Accelerating Text-to-Image Editing via Cache-Enabled Sparse Diffusion Inference
Authors: Zihao Yu, Haoyang Li, Fangcheng Fu, Xupeng Miao, Bin Cui
AAAI 2024 | Conference PDF | Archive PDF | Plain Text | LLM Run Details
| Reproducibility Variable | Result | LLM Response |
|---|---|---|
| Research Type | Experimental | extensive empirical results show that FISEdit can be 3.4 and 4.4 faster than existing methods on NVIDIA TITAN RTX and A100 GPUs respectively, and even generates more satisfactory images. |
| Researcher Affiliation | Academia | Zihao Yu1, Haoyang Li1, Fangcheng Fu1, Xupeng Miao2, Bin Cui1,3 1 School of Computer Science & Key Lab of High Confidence Software Technologies (MOE), Peking University 2 Carnegie Mellon University 3 Institute of Computational Social Science, Peking University (Qingdao), China |
| Pseudocode | No | The paper describes the methods in text and figures, but no structured pseudocode or algorithm blocks are explicitly presented. |
| Open Source Code | Yes | We implement our system based on the Hugging Face s diffusers1, which is a generic framework for training and inference of diffusion models.

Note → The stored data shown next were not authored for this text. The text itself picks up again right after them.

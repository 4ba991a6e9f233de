//! Ready-made leaf transformations.
//!
//! Each function returns a closure usable with [`super::TransformationSpec::leaf`]. Leaves are
//! lenient: a value of the wrong kind is returned unchanged (a cheap, sharing clone).

use crate::types::Value;

/// Trim leading and trailing whitespace from strings.
pub fn trim() -> impl Fn(&Value) -> Value + Send + Sync + 'static {
    |v: &Value| match v {
        Value::Utf8(s) if s.trim().len() != s.len() => Value::from(s.trim()),
        other => other.clone(),
    }
}

/// Uppercase strings.
pub fn to_upper() -> impl Fn(&Value) -> Value + Send + Sync + 'static {
    |v: &Value| match v {
        Value::Utf8(s) => Value::from(s.to_uppercase()),
        other => other.clone(),
    }
}

/// Lowercase strings.
pub fn to_lower() -> impl Fn(&Value) -> Value + Send + Sync + 'static {
    |v: &Value| match v {
        Value::Utf8(s) => Value::from(s.to_lowercase()),
        other => other.clone(),
    }
}

/// Negate booleans.
pub fn not() -> impl Fn(&Value) -> Value + Send + Sync + 'static {
    |v: &Value| match v {
        Value::Bool(b) => Value::Bool(!b),
        other => other.clone(),
    }
}

/// Replace any value with `value`.
pub fn always(value: impl Into<Value>) -> impl Fn(&Value) -> Value + Send + Sync + 'static {
    let value = value.into();
    move |_: &Value| value.clone()
}

/// Add `by` to numbers.
///
/// Integer plus integer stays an integer (promoted to float on overflow); any float operand makes
/// the result a float.
pub fn add(by: impl Into<Value>) -> impl Fn(&Value) -> Value + Send + Sync + 'static {
    let by = by.into();
    move |v: &Value| arithmetic(v, &by, i64::checked_add, |a, b| a + b)
}

/// Multiply numbers by `by`, with the same promotion rules as [`add`].
pub fn multiply(by: impl Into<Value>) -> impl Fn(&Value) -> Value + Send + Sync + 'static {
    let by = by.into();
    move |v: &Value| arithmetic(v, &by, i64::checked_mul, |a, b| a * b)
}

fn arithmetic(
    v: &Value,
    by: &Value,
    int_op: fn(i64, i64) -> Option<i64>,
    float_op: fn(f64, f64) -> f64,
) -> Value {
    match (v, by) {
        (Value::Int64(a), Value::Int64(b)) => match int_op(*a, *b) {
            Some(n) => Value::Int64(n),
            None => Value::Float64(float_op(*a as f64, *b as f64)),
        },
        (Value::Int64(_) | Value::Float64(_), Value::Int64(_) | Value::Float64(_)) => {
            match (v.as_f64(), by.as_f64()) {
                (Some(a), Some(b)) => Value::Float64(float_op(a, b)),
                _ => v.clone(),
            }
        }
        _ => v.clone(),
    }
}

We clone this project and integrate it with our self-developed sparse inference engine Hetu2 (Miao et al. 2022c,a,b)... and more details about our evaluation configurations can be found in our repository4. 4https://github.com/Hankpipi/diffusers-hetu |
| Open Datasets | Yes | We select LAION-Aesthetics (Schuhmann et al. 2022) as the evaluation dataset... The processed dataset5 consists of 454,445 examples... 5http://instruct-pix2pix.eecs.berkeley.edu/ |
| Dataset Splits | No | The paper mentions using LAION-Aesthetics dataset and its total size, but does not specify the explicit percentages or counts for training, validation, or test splits. |
| Hardware Specification | Yes | Eventually, we accelerate text-to-image inference by up to 4.4 on NVIDIA TITAN RTX and 3.4 on NVIDIA A100 when the edit size is 5%. |
| Software Dependencies | No | The paper mentions 'Hugging Face s diffusers' and 'Hetu' as software components but does not provide specific version numbers for them. |
| Experiment Setup | Yes | We vary Instruct Pix2Pix s image guidance scale between [1.0, 2.5], SDEdit s strength between [0.5, 0.75], DIFFEdit s strength between [0.5, 1.0], and edited size between [0.25, 0.75] for SDIP and our method. |